> **What you have to do**:
What you return should be the full listing, exactly as given.

————————

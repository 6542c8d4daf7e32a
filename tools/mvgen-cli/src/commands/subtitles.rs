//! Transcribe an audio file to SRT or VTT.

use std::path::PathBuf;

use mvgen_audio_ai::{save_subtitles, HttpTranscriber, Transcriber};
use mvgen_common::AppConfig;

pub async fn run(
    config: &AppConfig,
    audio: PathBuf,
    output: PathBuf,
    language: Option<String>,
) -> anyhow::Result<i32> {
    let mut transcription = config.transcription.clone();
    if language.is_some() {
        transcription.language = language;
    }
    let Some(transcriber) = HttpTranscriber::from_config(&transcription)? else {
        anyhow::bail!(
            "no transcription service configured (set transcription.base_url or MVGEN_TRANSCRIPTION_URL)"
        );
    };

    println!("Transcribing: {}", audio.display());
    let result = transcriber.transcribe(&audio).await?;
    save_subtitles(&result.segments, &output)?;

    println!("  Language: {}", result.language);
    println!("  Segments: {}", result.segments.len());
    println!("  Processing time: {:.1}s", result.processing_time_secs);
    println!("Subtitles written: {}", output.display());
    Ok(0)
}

————————

> **Response to this exercise**:
repository 6542c8d4daf7e32a
filename tools/mvgen-cli/src/commands/subtitles.rs
//! Transcribe an audio file to SRT or VTT.

use std::path::PathBuf;

use mvgen_audio_ai::{save_subtitles, HttpTranscriber, Transcriber};
use mvgen_common::AppConfig;

pub async fn run(
    config: &AppConfig,
    audio: PathBuf,
    output: PathBuf,
    language: Option<String>,
) -> anyhow::Result<i32> {
    let mut transcription = config.transcription.clone();
    if language.is_some() {
        transcription.language = language;
    }
    let Some(transcriber) = HttpTranscriber::from_config(&transcription)? else {
        anyhow::bail!(
            "no transcription service configured (set transcription.base_url or MVGEN_TRANSCRIPTION_URL)"
        );
    };

    println!("Transcribing: {}", audio.display());
    let result = transcriber.transcribe(&audio).await?;
    save_subtitles(&result.segments, &output)?;

    println!("  Language: {}", result.language);
    println!("  Segments: {}", result.segments.len());
    println!("  Processing time: {:.1}s", result.processing_time_secs);
    println!("Subtitles written: {}", output.display());
    Ok(0)
}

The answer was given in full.